*ASSIGNMENT*.
In these records, how many lines contain "PartialEq"? Please reply with the number only.

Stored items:
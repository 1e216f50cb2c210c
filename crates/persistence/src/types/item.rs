//! Item records and partial updates.

use chrono::NaiveDate;
use serde::{Deserialize, Deserializer, Serialize};

/// An inventory item as exposed above the storage layer.
///
/// Field names serialize to the document shape used by the document store and
/// by backup files, so a backup taken from one backend restores into the other.
#[derive(Debug, Clone, PartialEq, Serialize, Deserialize)]
pub struct Item {
    /// Business key, unique and immutable after creation.
    #[serde(rename = "ItemID")]
    pub item_id: String,

    #[serde(rename = "ItemName")]
    pub name: String,

    #[serde(rename = "ItemDesc", default)]
    pub description: String,

    /// Primary photo reference.
    #[serde(rename = "ItemPic", default)]
    pub photo: String,

    #[serde(rename = "ItemThumb", default)]
    pub thumbnail: String,

    /// Additional photo references.
    #[serde(rename = "ItemPics", default)]
    pub photos: Vec<String>,

    #[serde(rename = "ItemStorePlace", default)]
    pub store_place: String,

    /// Name of the [`ItemType`](super::ItemType); not enforced here.
    #[serde(rename = "ItemType", default)]
    pub item_type: String,

    #[serde(rename = "ItemOwner", default)]
    pub owner: String,

    /// Acquisition date as entered by the user.
    #[serde(rename = "ItemGetDate", default)]
    pub acquired: String,

    #[serde(rename = "ItemFloor", default)]
    pub floor: String,

    #[serde(rename = "ItemRoom", default)]
    pub room: String,

    #[serde(rename = "ItemZone", default)]
    pub zone: String,

    #[serde(
        rename = "WarrantyExpiry",
        default,
        deserialize_with = "deserialize_optional_date"
    )]
    pub warranty_expiry: Option<NaiveDate>,

    #[serde(
        rename = "UsageExpiry",
        default,
        deserialize_with = "deserialize_optional_date"
    )]
    pub usage_expiry: Option<NaiveDate>,

    #[serde(rename = "Quantity", default)]
    pub quantity: u32,

    #[serde(rename = "SafetyStock", default)]
    pub safety_stock: u32,

    #[serde(rename = "ReorderLevel", default)]
    pub reorder_level: u32,

    /// Append-only record of location changes.
    #[serde(default)]
    pub move_history: Vec<MoveRecord>,

    /// Ids of users who favorited this item.
    #[serde(default)]
    pub favorites: Vec<String>,

    /// Links to other items. The caller keeps them symmetric.
    #[serde(default)]
    pub related_items: Vec<RelatedItem>,
}

impl Item {
    /// Creates an item with only the required fields set.
    pub fn new(item_id: impl Into<String>, name: impl Into<String>) -> Self {
        Self {
            item_id: item_id.into(),
            name: name.into(),
            description: String::new(),
            photo: String::new(),
            thumbnail: String::new(),
            photos: Vec::new(),
            store_place: String::new(),
            item_type: String::new(),
            owner: String::new(),
            acquired: String::new(),
            floor: String::new(),
            room: String::new(),
            zone: String::new(),
            warranty_expiry: None,
            usage_expiry: None,
            quantity: 0,
            safety_stock: 0,
            reorder_level: 0,
            move_history: Vec::new(),
            favorites: Vec::new(),
            related_items: Vec::new(),
        }
    }

    /// Sets the item type.
    pub fn with_type(mut self, item_type: impl Into<String>) -> Self {
        self.item_type = item_type.into();
        self
    }

    /// Sets the floor/room/zone location triple.
    pub fn with_location(
        mut self,
        floor: impl Into<String>,
        room: impl Into<String>,
        zone: impl Into<String>,
    ) -> Self {
        self.floor = floor.into();
        self.room = room.into();
        self.zone = zone.into();
        self
    }

    /// Sets the warranty expiry date.
    pub fn with_warranty_expiry(mut self, date: NaiveDate) -> Self {
        self.warranty_expiry = Some(date);
        self
    }

    /// Sets the usage expiry date.
    pub fn with_usage_expiry(mut self, date: NaiveDate) -> Self {
        self.usage_expiry = Some(date);
        self
    }

    /// Returns the earliest of the two expiry dates, if any.
    pub fn earliest_expiry(&self) -> Option<NaiveDate> {
        match (self.warranty_expiry, self.usage_expiry) {
            (Some(w), Some(u)) => Some(w.min(u)),
            (w, u) => w.or(u),
        }
    }
}

/// One entry of an item's move history.
#[derive(Debug, Clone, PartialEq, Eq, Serialize, Deserialize)]
pub struct MoveRecord {
    /// Local timestamp formatted as `YYYY-MM-DD HH:MM`.
    pub date: String,
    pub from_location: String,
    pub to_location: String,
}

/// A link from one item to another.
#[derive(Debug, Clone, PartialEq, Eq, Serialize, Deserialize)]
pub struct RelatedItem {
    /// The other item's `ItemID`.
    pub id: String,
    /// Free-form relation label, e.g. "accessory".
    #[serde(rename = "type")]
    pub relation: String,
}

/// The scalar fields of an item that can be filtered, sorted or patched.
///
/// This is the single mapping between document field names and relational
/// column names.
#[derive(Debug, Clone, Copy, PartialEq, Eq, Hash)]
pub enum ItemField {
    ItemId,
    Name,
    Description,
    Photo,
    Thumbnail,
    Photos,
    StorePlace,
    ItemType,
    Owner,
    Acquired,
    Floor,
    Room,
    Zone,
    WarrantyExpiry,
    UsageExpiry,
    Quantity,
    SafetyStock,
    ReorderLevel,
}

impl ItemField {
    /// Field name in the document store and in serialized records.
    pub fn document_field(&self) -> &'static str {
        match self {
            ItemField::ItemId => "ItemID",
            ItemField::Name => "ItemName",
            ItemField::Description => "ItemDesc",
            ItemField::Photo => "ItemPic",
            ItemField::Thumbnail => "ItemThumb",
            ItemField::Photos => "ItemPics",
            ItemField::StorePlace => "ItemStorePlace",
            ItemField::ItemType => "ItemType",
            ItemField::Owner => "ItemOwner",
            ItemField::Acquired => "ItemGetDate",
            ItemField::Floor => "ItemFloor",
            ItemField::Room => "ItemRoom",
            ItemField::Zone => "ItemZone",
            ItemField::WarrantyExpiry => "WarrantyExpiry",
            ItemField::UsageExpiry => "UsageExpiry",
            ItemField::Quantity => "Quantity",
            ItemField::SafetyStock => "SafetyStock",
            ItemField::ReorderLevel => "ReorderLevel",
        }
    }

    /// Column name in the relational `items` table.
    pub fn column(&self) -> &'static str {
        match self {
            ItemField::ItemId => "item_id",
            ItemField::Name => "name",
            ItemField::Description => "description",
            ItemField::Photo => "photo",
            ItemField::Thumbnail => "thumbnail",
            ItemField::Photos => "photos",
            ItemField::StorePlace => "store_place",
            ItemField::ItemType => "item_type",
            ItemField::Owner => "owner",
            ItemField::Acquired => "acquired",
            ItemField::Floor => "floor",
            ItemField::Room => "room",
            ItemField::Zone => "zone",
            ItemField::WarrantyExpiry => "warranty_expiry",
            ItemField::UsageExpiry => "usage_expiry",
            ItemField::Quantity => "quantity",
            ItemField::SafetyStock => "safety_stock",
            ItemField::ReorderLevel => "reorder_level",
        }
    }
}

/// A new value for one patched field.
#[derive(Debug, Clone, PartialEq)]
pub enum FieldValue {
    Text(String),
    TextList(Vec<String>),
    Date(Option<NaiveDate>),
    Count(u32),
}

impl FieldValue {
    /// Converts the value to its JSON form, matching the serialized [`Item`].
    pub fn to_json(&self) -> serde_json::Value {
        match self {
            FieldValue::Text(s) => serde_json::Value::String(s.clone()),
            FieldValue::TextList(list) => serde_json::Value::from(list.clone()),
            FieldValue::Date(Some(d)) => serde_json::Value::String(d.format(DATE_FORMAT).to_string()),
            FieldValue::Date(None) => serde_json::Value::Null,
            FieldValue::Count(n) => serde_json::Value::from(*n),
        }
    }
}

/// Date format used for expiry dates in both backends.
pub const DATE_FORMAT: &str = "%Y-%m-%d";

/// A partial update of an item.
///
/// Only fields that were set are written; everything else is left untouched
/// in both backends. The business key and the array fields are not patchable
/// here; array fields change through their dedicated operations.
#[derive(Debug, Clone, Default, PartialEq)]
pub struct ItemPatch {
    changes: Vec<(ItemField, FieldValue)>,
}

impl ItemPatch {
    /// Creates an empty patch.
    pub fn new() -> Self {
        Self::default()
    }

    fn set(mut self, field: ItemField, value: FieldValue) -> Self {
        self.changes.retain(|(f, _)| *f != field);
        self.changes.push((field, value));
        self
    }

    pub fn name(self, value: impl Into<String>) -> Self {
        self.set(ItemField::Name, FieldValue::Text(value.into()))
    }

    pub fn description(self, value: impl Into<String>) -> Self {
        self.set(ItemField::Description, FieldValue::Text(value.into()))
    }

    pub fn photo(self, value: impl Into<String>) -> Self {
        self.set(ItemField::Photo, FieldValue::Text(value.into()))
    }

    pub fn thumbnail(self, value: impl Into<String>) -> Self {
        self.set(ItemField::Thumbnail, FieldValue::Text(value.into()))
    }

    pub fn photos(self, value: Vec<String>) -> Self {
        self.set(ItemField::Photos, FieldValue::TextList(value))
    }

    pub fn store_place(self, value: impl Into<String>) -> Self {
        self.set(ItemField::StorePlace, FieldValue::Text(value.into()))
    }

    pub fn item_type(self, value: impl Into<String>) -> Self {
        self.set(ItemField::ItemType, FieldValue::Text(value.into()))
    }

    pub fn owner(self, value: impl Into<String>) -> Self {
        self.set(ItemField::Owner, FieldValue::Text(value.into()))
    }

    pub fn acquired(self, value: impl Into<String>) -> Self {
        self.set(ItemField::Acquired, FieldValue::Text(value.into()))
    }

    /// Moves the item to a new floor/room/zone.
    pub fn location(
        self,
        floor: impl Into<String>,
        room: impl Into<String>,
        zone: impl Into<String>,
    ) -> Self {
        self.set(ItemField::Floor, FieldValue::Text(floor.into()))
            .set(ItemField::Room, FieldValue::Text(room.into()))
            .set(ItemField::Zone, FieldValue::Text(zone.into()))
    }

    /// Sets or clears the warranty expiry date.
    pub fn warranty_expiry(self, value: Option<NaiveDate>) -> Self {
        self.set(ItemField::WarrantyExpiry, FieldValue::Date(value))
    }

    /// Sets or clears the usage expiry date.
    pub fn usage_expiry(self, value: Option<NaiveDate>) -> Self {
        self.set(ItemField::UsageExpiry, FieldValue::Date(value))
    }

    pub fn quantity(self, value: u32) -> Self {
        self.set(ItemField::Quantity, FieldValue::Count(value))
    }

    pub fn safety_stock(self, value: u32) -> Self {
        self.set(ItemField::SafetyStock, FieldValue::Count(value))
    }

    pub fn reorder_level(self, value: u32) -> Self {
        self.set(ItemField::ReorderLevel, FieldValue::Count(value))
    }

    /// Returns the fields this patch changes, in the order they were set.
    pub fn changes(&self) -> &[(ItemField, FieldValue)] {
        &self.changes
    }

    /// Returns true if the patch changes nothing.
    pub fn is_empty(&self) -> bool {
        self.changes.is_empty()
    }
}

/// Accepts `null`, an empty string, or an ISO date.
///
/// Older documents store missing expiry dates as `""`.
pub(crate) fn deserialize_optional_date<'de, D>(deserializer: D) -> Result<Option<NaiveDate>, D::Error>
where
    D: Deserializer<'de>,
{
    let raw: Option<String> = Option::deserialize(deserializer)?;
    match raw.as_deref().map(str::trim) {
        None | Some("") => Ok(None),
        Some(s) => NaiveDate::parse_from_str(s, DATE_FORMAT)
            .map(Some)
            .map_err(serde::de::Error::custom),
    }
}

*THE ANSWER*.
6